Allan Truax, Jim Sand, The Forest, And The Trees

April 28th, 2008 · Comments Off

An Email From Jim Sand About Allan Truax

I recently received an unsolicited email from Jim Sand (who was previously unknown to me) about Allan Truax.1 The pertinent portion of that message follows:

When I was 8 years old (1957) my family moved into a house across the alley from Mr. Truax. His yard was fenced and had more tree’s and bush’s that any other yard I can remember. I did not know he had lost an arm in a railroad accident, but do remember being somewhat frightened by the black glove that was always one of his hands. My best friend and I would sometimes crawl over the fence to see what was in his yard. We never stayed long, but I remember that it seemed his yard was a forest. Since in that part of North Dakota, the only trees were those planted by farmers as shelter belts or the cottonwood trees along Long Creek about 5 miles north of town.

Why An Email2 From Jim Sand To Heck of a Guy About Allan Truax Is Important

I’ve featured the email from Mr. Sand in this post for two reasons:

1. The content confirms and clarifies an important detail about Allan Truax. In Evelyn and Allan Truax Journey Through Life Together, I wrote “Allan Truax’s interest in horticulture, for example, resulted in his planting trees and shrubs around the Truax home in Crosby, North Dakota, at a time when those “were about the only trees in town.”3 The email, describing the Truax lawn from an 8 year old boy’s perspective, is significantly more effective.

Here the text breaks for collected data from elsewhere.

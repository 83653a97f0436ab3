//! Runtime flight configuration loaded from `assets/lander.toml`.
//!
//! [`LanderConfig`] is a Bevy [`Resource`] that mirrors every constant in
//! [`crate::constants`] plus the level layout.  At startup,
//! [`load_lander_config`] reads `assets/lander.toml` and replaces the defaults
//! with the parsed file.  Missing keys fall back to the compile-time defaults,
//! so a minimal TOML can override just the values you care about.
//!
//! Unlike the tuning values, a landing pad's `score_multiplier` has no default:
//! a pad entry without one is a parse error, reported once at load time.

use crate::constants::*;
use crate::error::{
    validate_finite, validate_non_negative, validate_pad_multiplier, validate_positive,
    validate_unit_interval, LanderError, LanderResult,
};
use crate::lander::{BurstRecharge, FlightTuning, LandingRules};
use bevy::prelude::*;
use serde::Deserialize;

const CONFIG_PATH: &str = "assets/lander.toml";

/// A landing pad placed in the level.
#[derive(Debug, Clone, PartialEq, Deserialize)]
pub struct PadConfig {
    pub x: f32,
    pub y: f32,
    #[serde(default = "default_pad_half_width")]
    pub half_width: f32,
    /// Multiplies the landing score.  Required.
    pub score_multiplier: f32,
}

fn default_pad_half_width() -> f32 {
    1.5
}

/// A fuel pickup or coin position.
#[derive(Debug, Clone, Copy, PartialEq, Deserialize)]
pub struct PickupConfig {
    pub x: f32,
    pub y: f32,
}

/// A static terrain block; touching one is a crash.
#[derive(Debug, Clone, Copy, PartialEq, Deserialize)]
pub struct TerrainConfig {
    pub x: f32,
    pub y: f32,
    pub half_width: f32,
    pub half_height: f32,
}

/// Runtime-tunable flight, landing and level configuration.
#[derive(Resource, Debug, Clone, Deserialize)]
#[serde(default)]
pub struct LanderConfig {
    // ── Fuel ─────────────────────────────────────────────────────────────────
    pub fuel_max: f32,
    pub fuel_consumption_per_second: f32,
    pub fuel_pickup_amount: f32,

    // ── Thrust ───────────────────────────────────────────────────────────────
    pub up_force: f32,
    pub turn_torque: f32,
    pub gravity_normal: f32,

    // ── Burst ────────────────────────────────────────────────────────────────
    pub burst_force: f32,
    pub burst_fuel_cost: f32,
    pub burst_cooldown: f32,
    pub burst_recharge: BurstRecharge,
    pub burst_flame_duration: f32,
    pub burst_flame_shake_degrees: f32,

    // ── Landing ──────────────────────────────────────────────────────────────
    pub soft_landing_speed: f32,
    pub min_landing_dot: f32,
    pub max_angle_score: f32,
    pub angle_score_dot_multiplier: f32,
    pub speed_score_per_unit: f32,

    // ── Session ──────────────────────────────────────────────────────────────
    pub coin_score: i32,

    // ── Lander Body ──────────────────────────────────────────────────────────
    pub lander_half_width: f32,
    pub lander_half_height: f32,
    pub lander_linear_damping: f32,
    pub lander_angular_damping: f32,
    pub spawn_x: f32,
    pub spawn_y: f32,
    pub pickup_radius: f32,
    pub camera_scale: f32,

    // ── Level Layout ─────────────────────────────────────────────────────────
    pub pads: Vec<PadConfig>,
    pub terrain: Vec<TerrainConfig>,
    pub fuel_pickups: Vec<PickupConfig>,
    pub coins: Vec<PickupConfig>,
}

impl Default for LanderConfig {
    fn default() -> Self {
        Self {
            // Fuel
            fuel_max: FUEL_MAX,
            fuel_consumption_per_second: FUEL_CONSUMPTION_PER_SECOND,
            fuel_pickup_amount: FUEL_PICKUP_AMOUNT,
            // Thrust
            up_force: UP_FORCE,
            turn_torque: TURN_TORQUE,
            gravity_normal: GRAVITY_NORMAL,
            // Burst
            burst_force: BURST_FORCE,
            burst_fuel_cost: BURST_FUEL_COST,
            burst_cooldown: BURST_COOLDOWN,
            burst_recharge: BurstRecharge::default(),
            burst_flame_duration: BURST_FLAME_DURATION,
            burst_flame_shake_degrees: BURST_FLAME_SHAKE_DEGREES,
            // Landing
            soft_landing_speed: SOFT_LANDING_SPEED,
            min_landing_dot: MIN_LANDING_DOT,
            max_angle_score: MAX_ANGLE_SCORE,
            angle_score_dot_multiplier: ANGLE_SCORE_DOT_MULTIPLIER,
            speed_score_per_unit: SPEED_SCORE_PER_UNIT,
            // Session
            coin_score: COIN_SCORE,
            // Lander Body
            lander_half_width: LANDER_HALF_WIDTH,
            lander_half_height: LANDER_HALF_HEIGHT,
            lander_linear_damping: LANDER_LINEAR_DAMPING,
            lander_angular_damping: LANDER_ANGULAR_DAMPING,
            spawn_x: LANDER_SPAWN_X,
            spawn_y: LANDER_SPAWN_Y,
            pickup_radius: PICKUP_RADIUS,
            camera_scale: CAMERA_SCALE,
            // Level Layout: one pad on a flat floor, one of each pickup.
            pads: vec![PadConfig {
                x: 8.0,
                y: 0.75,
                half_width: default_pad_half_width(),
                score_multiplier: 2.0,
            }],
            terrain: vec![TerrainConfig {
                x: 0.0,
                y: 0.0,
                half_width: 40.0,
                half_height: 0.5,
            }],
            fuel_pickups: vec![PickupConfig { x: -6.0, y: 12.0 }],
            coins: vec![PickupConfig { x: 4.0, y: 14.0 }],
        }
    }
}

impl LanderConfig {
    /// Parse a TOML document and validate the result.
    pub fn from_toml_str(contents: &str) -> LanderResult<Self> {
        let config: LanderConfig =
            toml::from_str(contents).map_err(|e| LanderError::ConfigParse {
                path: CONFIG_PATH.to_string(),
                message: e.to_string(),
            })?;
        config.validate()?;
        Ok(config)
    }

    /// Check every value the flight model would otherwise have to clamp or
    /// misinterpret during play.
    pub fn validate(&self) -> LanderResult<()> {
        validate_positive("fuel_max", self.fuel_max)?;
        validate_non_negative("fuel_consumption_per_second", self.fuel_consumption_per_second)?;
        validate_non_negative("fuel_pickup_amount", self.fuel_pickup_amount)?;
        validate_non_negative("up_force", self.up_force)?;
        validate_non_negative("turn_torque", self.turn_torque)?;
        validate_non_negative("gravity_normal", self.gravity_normal)?;
        validate_non_negative("burst_force", self.burst_force)?;
        validate_non_negative("burst_fuel_cost", self.burst_fuel_cost)?;
        validate_positive("burst_cooldown", self.burst_cooldown)?;
        validate_positive("burst_flame_duration", self.burst_flame_duration)?;
        validate_non_negative("burst_flame_shake_degrees", self.burst_flame_shake_degrees)?;
        validate_positive("soft_landing_speed", self.soft_landing_speed)?;
        validate_unit_interval("min_landing_dot", self.min_landing_dot)?;
        validate_non_negative("max_angle_score", self.max_angle_score)?;
        validate_non_negative("angle_score_dot_multiplier", self.angle_score_dot_multiplier)?;
        validate_non_negative("speed_score_per_unit", self.speed_score_per_unit)?;
        validate_positive("lander_half_width", self.lander_half_width)?;
        validate_positive("lander_half_height", self.lander_half_height)?;
        validate_non_negative("lander_linear_damping", self.lander_linear_damping)?;
        validate_non_negative("lander_angular_damping", self.lander_angular_damping)?;
        validate_finite("spawn_x", self.spawn_x)?;
        validate_finite("spawn_y", self.spawn_y)?;
        validate_positive("pickup_radius", self.pickup_radius)?;
        validate_positive("camera_scale", self.camera_scale)?;
        for (index, pad) in self.pads.iter().enumerate() {
            validate_pad_multiplier(index, pad.score_multiplier)?;
            validate_finite("pads.x", pad.x)?;
            validate_finite("pads.y", pad.y)?;
            validate_positive("pads.half_width", pad.half_width)?;
        }
        for block in &self.terrain {
            validate_finite("terrain.x", block.x)?;
            validate_finite("terrain.y", block.y)?;
            validate_positive("terrain.half_width", block.half_width)?;
            validate_positive("terrain.half_height", block.half_height)?;
        }
        for pickup in self.fuel_pickups.iter().chain(&self.coins) {
            validate_finite("pickup.x", pickup.x)?;
            validate_finite("pickup.y", pickup.y)?;
        }
        Ok(())
    }

    /// Force, torque and fuel costs consumed by the flight controller.
    pub fn flight_tuning(&self) -> FlightTuning {
        FlightTuning {
            up_force: self.up_force,
            turn_torque: self.turn_torque,
            gravity_normal: self.gravity_normal,
            fuel_consumption_per_second: self.fuel_consumption_per_second,
            fuel_pickup_amount: self.fuel_pickup_amount,
            burst_force: self.burst_force,
            burst_fuel_cost: self.burst_fuel_cost,
            landing: self.landing_rules(),
        }
    }

    /// Touchdown thresholds and score weights.
    pub fn landing_rules(&self) -> LandingRules {
        LandingRules {
            soft_landing_speed: self.soft_landing_speed,
            min_landing_dot: self.min_landing_dot,
            max_angle_score: self.max_angle_score,
            angle_score_dot_multiplier: self.angle_score_dot_multiplier,
            speed_score_per_unit: self.speed_score_per_unit,
        }
    }

    pub fn spawn_position(&self) -> Vec2 {
        Vec2::new(self.spawn_x, self.spawn_y)
    }
}

/// Startup system: attempt to load `assets/lander.toml` and replace the
/// `LanderConfig` resource with the parsed and validated file.
///
/// A missing file is not an error (defaults are already in place from
/// `insert_resource`).  A malformed file or one that fails validation is
/// reported and rejected as a whole; the compiled defaults stay active.
pub fn load_lander_config(mut config: ResMut<LanderConfig>) {
    match std::fs::read_to_string(CONFIG_PATH) {
        Ok(contents) => match LanderConfig::from_toml_str(&contents) {
            Ok(loaded) => {
                *config = loaded;
                info!("Loaded lander config from {CONFIG_PATH}");
            }
            Err(e) => {
                error!("Rejected {CONFIG_PATH}: {e}; using compiled defaults");
            }
        },
        Err(_) => {
            info!("No {CONFIG_PATH} found; using compiled defaults");
        }
    }
}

2. This email is an example of one of the genuine advantages blogs confer on humanity: mutually beneficial interactions. Obviously, interactions are hardly blog-dependent, but the accessibility of blogs and effective search engines have dramatically increased the number and quality of such connections compared to pre-internet technologies.

Even if I had, for example, written the definitive Allan Truax biography and even if Mr. Sand had read it, what are the chances he would have written me about his childhood memory? And, even if he had written, how could I have circulated that information short of publishing another edition of the biography?

Further, this is no fluke. Some readers may recall the The Great Ozark Folk Festival Flood of 1973 adventure. I have heard from at least two readers who were at that same bluegrass festival deep in the Ozarks that same weekend in 1973, one of whom has promised to write up her own story from that weekend - a story which equals if not surpasses the weirdness of the sojourn I described.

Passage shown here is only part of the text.